*Work order*:
If a line in the entries below includes "crates", pick it out and copy it.
========================
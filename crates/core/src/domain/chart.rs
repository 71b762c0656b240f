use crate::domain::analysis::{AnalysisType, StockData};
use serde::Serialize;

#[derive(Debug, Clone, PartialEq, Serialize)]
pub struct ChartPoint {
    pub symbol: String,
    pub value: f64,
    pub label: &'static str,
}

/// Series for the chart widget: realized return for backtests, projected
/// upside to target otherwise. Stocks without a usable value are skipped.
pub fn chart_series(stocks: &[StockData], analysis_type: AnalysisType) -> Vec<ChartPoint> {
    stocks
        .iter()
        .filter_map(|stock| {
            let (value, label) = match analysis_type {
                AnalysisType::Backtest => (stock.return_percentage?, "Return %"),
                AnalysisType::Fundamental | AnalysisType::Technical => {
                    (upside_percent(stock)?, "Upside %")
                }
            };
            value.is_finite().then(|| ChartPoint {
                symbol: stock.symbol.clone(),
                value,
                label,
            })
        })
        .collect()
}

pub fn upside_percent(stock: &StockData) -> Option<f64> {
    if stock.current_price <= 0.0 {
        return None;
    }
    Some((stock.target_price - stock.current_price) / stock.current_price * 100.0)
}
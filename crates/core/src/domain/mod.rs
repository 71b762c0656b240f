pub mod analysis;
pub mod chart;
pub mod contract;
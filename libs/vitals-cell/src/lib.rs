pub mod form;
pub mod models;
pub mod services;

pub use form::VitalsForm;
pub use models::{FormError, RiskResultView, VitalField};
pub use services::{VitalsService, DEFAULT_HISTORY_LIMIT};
========================
*Expected answer*:
filename crates/core/src/domain/chart.rs
filename crates/core/src/domain/mod.rs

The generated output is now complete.